[MATERIAL FOR THIS EXERCISE]

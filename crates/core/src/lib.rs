#![forbid(unsafe_code)]

pub mod board;

pub mod ids {
    #[derive(Clone, Debug, PartialEq, Eq, Hash)]
    pub struct PipelineId(String);

    impl PipelineId {
        pub fn as_str(&self) -> &str {
            &self.0
        }

        pub fn try_new(value: impl Into<String>) -> Result<Self, PipelineIdError> {
            let value = value.into();
            validate_pipeline_id(&value)?;
            Ok(Self(value))
        }
    }

    #[derive(Clone, Debug, PartialEq, Eq)]
    pub enum PipelineIdError {
        Empty,
        TooLong,
        InvalidFirstChar,
        InvalidChar { ch: char, index: usize },
    }

    fn validate_pipeline_id(value: &str) -> Result<(), PipelineIdError> {
        if value.is_empty() {
            return Err(PipelineIdError::Empty);
        }
        if value.len() > 128 {
            return Err(PipelineIdError::TooLong);
        }
        let Some(first) = value.chars().next() else {
            return Err(PipelineIdError::Empty);
        };
        if !first.is_ascii_alphanumeric() {
            return Err(PipelineIdError::InvalidFirstChar);
        }
        for (index, ch) in value.chars().enumerate() {
            if index == 0 {
                continue;
            }
            if ch.is_ascii_alphanumeric() || matches!(ch, '.' | '_' | '/' | '-') {
                continue;
            }
            return Err(PipelineIdError::InvalidChar { ch, index });
        }
        Ok(())
    }

    #[derive(Clone, Debug, PartialEq, Eq, Hash)]
    pub struct CardId(String);

    impl CardId {
        pub fn as_str(&self) -> &str {
            &self.0
        }

        pub fn try_new(value: impl Into<String>) -> Result<Self, CardIdError> {
            let value = value.into();
            if value.is_empty() {
                return Err(CardIdError::Empty);
            }
            if value.len() > 64 {
                return Err(CardIdError::TooLong);
            }
            if value.chars().any(|c| c.is_whitespace() || c.is_control()) {
                return Err(CardIdError::InvalidChar);
            }
            Ok(Self(value))
        }
    }

    #[derive(Clone, Debug, PartialEq, Eq)]
    pub enum CardIdError {
        Empty,
        TooLong,
        InvalidChar,
    }

    /// Stage labels are free text; trimming is part of canonicalization so
    /// `" won "` and `"won"` name the same partition.
    pub fn canonical_stage_label(value: &str) -> Result<String, StageLabelError> {
        let trimmed = value.trim();
        if trimmed.is_empty() {
            return Err(StageLabelError::Empty);
        }
        if trimmed.len() > 200 {
            return Err(StageLabelError::TooLong);
        }
        if trimmed.chars().any(|c| c.is_control()) {
            return Err(StageLabelError::ContainsControl);
        }
        Ok(trimmed.to_string())
    }

    #[derive(Clone, Debug, PartialEq, Eq)]
    pub enum StageLabelError {
        Empty,
        TooLong,
        ContainsControl,
    }

    impl StageLabelError {
        pub fn message(&self) -> &'static str {
            match self {
                Self::Empty => "stage label must not be empty",
                Self::TooLong => "stage label exceeds 200 bytes",
                Self::ContainsControl => "stage label contains control characters",
            }
        }
    }
}

pub mod model {
    #[derive(Clone, Copy, Debug, PartialEq, Eq)]
    pub enum EntityKind {
        Client,
        Contact,
    }

    impl EntityKind {
        pub fn as_str(self) -> &'static str {
            match self {
                EntityKind::Client => "client",
                EntityKind::Contact => "contact",
            }
        }

        pub fn parse(value: &str) -> Option<Self> {
            match value.trim() {
                "client" => Some(EntityKind::Client),
                "contact" => Some(EntityKind::Contact),
                _ => None,
            }
        }
    }

    /// Reference to an external contact/client record. Opaque to the
    /// ordering engine; only non-emptiness is enforced.
    #[derive(Clone, Debug, PartialEq, Eq)]
    pub struct EntityRef {
        pub kind: EntityKind,
        pub id: String,
    }

    impl EntityRef {
        pub fn try_new(kind: EntityKind, id: impl Into<String>) -> Result<Self, EntityRefError> {
            let id = id.into();
            if id.trim().is_empty() {
                return Err(EntityRefError::EmptyId);
            }
            Ok(Self { kind, id })
        }
    }

    #[derive(Clone, Debug, PartialEq, Eq)]
    pub enum EntityRefError {
        EmptyId,
    }

    #[derive(Clone, Debug, PartialEq)]
    pub struct Card {
        pub id: String,
        pub pipeline_id: String,
        pub entity: EntityRef,
        pub stage: String,
        pub stage_color: String,
        pub position: i64,
        pub tags: Vec<String>,
        pub amount: Option<f64>,
        pub capture_date_ms: Option<i64>,
        pub notes: Option<String>,
        pub created_at_ms: i64,
        pub updated_at_ms: i64,
        pub deleted_at_ms: Option<i64>,
    }

    impl Card {
        pub fn is_deleted(&self) -> bool {
            self.deleted_at_ms.is_some()
        }
    }

    #[derive(Clone, Debug, PartialEq, Eq)]
    pub struct StageSummary {
        pub label: String,
        pub color: String,
        pub card_count: usize,
    }

    /// Tags keep insertion order for display; matching treats them as a
    /// case-insensitive set, so duplicates differing only by case collapse
    /// onto the first occurrence.
    pub fn normalize_tags(tags: &[String]) -> Result<Vec<String>, TagError> {
        let mut seen = std::collections::BTreeSet::new();
        let mut out = Vec::new();
        for tag in tags {
            let trimmed = tag.trim();
            if trimmed.is_empty() {
                continue;
            }
            if trimmed.chars().any(|c| c.is_control()) {
                return Err(TagError::ContainsControl);
            }
            if seen.insert(trimmed.to_lowercase()) {
                out.push(trimmed.to_string());
            }
        }
        Ok(out)
    }

    #[derive(Clone, Debug, PartialEq, Eq)]
    pub enum TagError {
        ContainsControl,
    }

    impl TagError {
        pub fn message(&self) -> &'static str {
            match self {
                Self::ContainsControl => "tag contains control characters",
            }
        }
    }
}
#![forbid(unsafe_code)]

use rusqlite::ErrorCode;

#[derive(Debug)]
pub enum StoreError {
    Io(std::io::Error),
    Sql(rusqlite::Error),
    InvalidInput(&'static str),
    NotFound,
    InvalidReference {
        expected: String,
        actual: String,
    },
    InvalidPosition {
        given: i64,
    },
    StageNotEmpty {
        label: String,
        card_count: i64,
    },
    ConcurrentModification,
}

impl std::fmt::Display for StoreError {
    fn fmt(&self, f: &mut std::fmt::Formatter<'_>) -> std::fmt::Result {
        match self {
            Self::Io(err) => write!(f, "io: {err}"),
            Self::Sql(err) => write!(f, "sqlite: {err}"),
            Self::InvalidInput(message) => write!(f, "invalid input: {message}"),
            Self::NotFound => write!(f, "not found"),
            Self::InvalidReference { expected, actual } => write!(
                f,
                "invalid reference (expected pipeline={expected}, card belongs to {actual})"
            ),
            Self::InvalidPosition { given } => {
                write!(f, "invalid position (given={given})")
            }
            Self::StageNotEmpty { label, card_count } => {
                write!(f, "stage not empty (label={label}, cards={card_count})")
            }
            Self::ConcurrentModification => write!(f, "concurrent modification"),
        }
    }
}

impl std::error::Error for StoreError {}

impl From<std::io::Error> for StoreError {
    fn from(value: std::io::Error) -> Self {
        Self::Io(value)
    }
}

impl From<rusqlite::Error> for StoreError {
    fn from(value: rusqlite::Error) -> Self {
        if let rusqlite::Error::SqliteFailure(failure, _) = &value {
            if matches!(
                failure.code,
                ErrorCode::DatabaseBusy | ErrorCode::DatabaseLocked
            ) {
                return Self::ConcurrentModification;
            }
        }
        Self::Sql(value)
    }
}
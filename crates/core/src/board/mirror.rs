#![forbid(unsafe_code)]

use crate::model::Card;
use std::collections::BTreeMap;

/// Whether the mirror currently reflects server truth or a locally applied
/// reordering awaiting confirmation. Exactly one transition rule exists in
/// each direction: a drop makes the mirror speculative; a wholesale partition
/// replacement (or a full rebuild) makes it confirmed again.
#[derive(Clone, Copy, Debug, PartialEq, Eq)]
pub enum MirrorState {
    Confirmed,
    Speculative,
}

/// Captured at drag start; holds enough to apply a later drop. Dropping the
/// handle without calling [`BoardMirror::apply_drop`] is drag cancellation:
/// the mirror is never touched.
#[derive(Clone, Debug, PartialEq, Eq)]
pub struct DragHandle {
    pub card_id: String,
    pub origin_stage: String,
    pub origin_index: usize,
}

/// Client-held copy of one pipeline's board, grouped by stage and ordered by
/// position. Mutated immediately on drop for visual feedback, then replaced
/// by the storage-returned truth or discarded on failure; never patched
/// incrementally once it has diverged.
#[derive(Clone, Debug)]
pub struct BoardMirror {
    partitions: BTreeMap<String, Vec<Card>>,
    state: MirrorState,
}

impl BoardMirror {
    pub fn from_cards(cards: Vec<Card>) -> Self {
        let mut mirror = Self {
            partitions: BTreeMap::new(),
            state: MirrorState::Confirmed,
        };
        mirror.rebuild(cards);
        mirror
    }

    pub fn state(&self) -> MirrorState {
        self.state
    }

    pub fn partition(&self, stage: &str) -> Option<&[Card]> {
        self.partitions.get(stage).map(Vec::as_slice)
    }

    pub fn stages(&self) -> Vec<&str> {
        self.partitions.keys().map(String::as_str).collect()
    }

    pub fn begin_drag(&self, card_id: &str) -> Option<DragHandle> {
        for (stage, cards) in &self.partitions {
            if let Some(index) = cards.iter().position(|c| c.id == card_id) {
                return Some(DragHandle {
                    card_id: card_id.to_string(),
                    origin_stage: stage.clone(),
                    origin_index: index,
                });
            }
        }
        None
    }

    /// Applies a drop: removes the card from its partition, inserts it into
    /// `target_stage` at `target_index` (clamped to the list length), and
    /// renumbers both affected lists. Returns `false` without mutating
    /// anything if the card is no longer present.
    pub fn apply_drop(&mut self, handle: &DragHandle, target_stage: &str, target_index: usize) -> bool {
        let origin = self
            .partitions
            .get(&handle.origin_stage)
            .and_then(|cards| cards.iter().position(|c| c.id == handle.card_id))
            .map(|index| (handle.origin_stage.clone(), index));

        // The card may have moved since drag start (e.g. a concurrent
        // refresh); fall back to a full scan before giving up.
        let (stage, index) = match origin {
            Some(found) => found,
            None => match self.locate(&handle.card_id) {
                Some(found) => found,
                None => return false,
            },
        };

        let mut card = match self.partitions.get_mut(&stage) {
            Some(cards) => {
                let card = cards.remove(index);
                renumber(cards);
                card
            }
            None => return false,
        };

        card.stage = target_stage.to_string();
        let target = self.partitions.entry(target_stage.to_string()).or_default();
        let insert_at = target_index.min(target.len());
        target.insert(insert_at, card);
        renumber(target);

        self.state = MirrorState::Speculative;
        true
    }

    /// Replaces the named partitions wholesale with storage-returned truth.
    /// An empty replacement list removes the column from the mirror.
    pub fn confirm(&mut self, replacements: Vec<(String, Vec<Card>)>) {
        for (stage, mut cards) in replacements {
            cards.sort_by_key(|c| c.position);
            if cards.is_empty() {
                self.partitions.remove(&stage);
            } else {
                self.partitions.insert(stage, cards);
            }
        }
        self.state = MirrorState::Confirmed;
    }

    /// Discards all speculative state and rebuilds from a full fetch.
    pub fn replace_all(&mut self, cards: Vec<Card>) {
        self.partitions.clear();
        self.rebuild(cards);
        self.state = MirrorState::Confirmed;
    }

    fn rebuild(&mut self, cards: Vec<Card>) {
        for card in cards {
            if card.is_deleted() {
                continue;
            }
            self.partitions
                .entry(card.stage.clone())
                .or_default()
                .push(card);
        }
        for cards in self.partitions.values_mut() {
            cards.sort_by_key(|c| c.position);
        }
    }

    fn locate(&self, card_id: &str) -> Option<(String, usize)> {
        for (stage, cards) in &self.partitions {
            if let Some(index) = cards.iter().position(|c| c.id == card_id) {
                return Some((stage.clone(), index));
            }
        }
        None
    }
}

fn renumber(cards: &mut Vec<Card>) {
    for (index, card) in cards.iter_mut().enumerate() {
        card.position = index as i64;
    }
}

[/MATERIAL FOR THIS EXERCISE]

From the entries above, write out only the lines starting at the line that holds "#[derive(Clone, Debug)]" and ending at the line that holds "renumber(cards);", keeping both and matching them exactly.

#[derive(Clone, Debug)]
pub struct BoardMirror {
    partitions: BTreeMap<String, Vec<Card>>,
    state: MirrorState,
}

impl BoardMirror {
    pub fn from_cards(cards: Vec<Card>) -> Self {
        let mut mirror = Self {
            partitions: BTreeMap::new(),
            state: MirrorState::Confirmed,
        };
        mirror.rebuild(cards);
        mirror
    }

    pub fn state(&self) -> MirrorState {
        self.state
    }

    pub fn partition(&self, stage: &str) -> Option<&[Card]> {
        self.partitions.get(stage).map(Vec::as_slice)
    }

    pub fn stages(&self) -> Vec<&str> {
        self.partitions.keys().map(String::as_str).collect()
    }

    pub fn begin_drag(&self, card_id: &str) -> Option<DragHandle> {
        for (stage, cards) in &self.partitions {
            if let Some(index) = cards.iter().position(|c| c.id == card_id) {
                return Some(DragHandle {
                    card_id: card_id.to_string(),
                    origin_stage: stage.clone(),
                    origin_index: index,
                });
            }
        }
        None
    }

    /// Applies a drop: removes the card from its partition, inserts it into
    /// `target_stage` at `target_index` (clamped to the list length), and
    /// renumbers both affected lists. Returns `false` without mutating
    /// anything if the card is no longer present.
    pub fn apply_drop(&mut self, handle: &DragHandle, target_stage: &str, target_index: usize) -> bool {
        let origin = self
            .partitions
            .get(&handle.origin_stage)
            .and_then(|cards| cards.iter().position(|c| c.id == handle.card_id))
            .map(|index| (handle.origin_stage.clone(), index));

        // The card may have moved since drag start (e.g. a concurrent
        // refresh); fall back to a full scan before giving up.
        let (stage, index) = match origin {
            Some(found) => found,
            None => match self.locate(&handle.card_id) {
                Some(found) => found,
                None => return false,
            },
        };

        let mut card = match self.partitions.get_mut(&stage) {
            Some(cards) => {
                let card = cards.remove(index);
                renumber(cards);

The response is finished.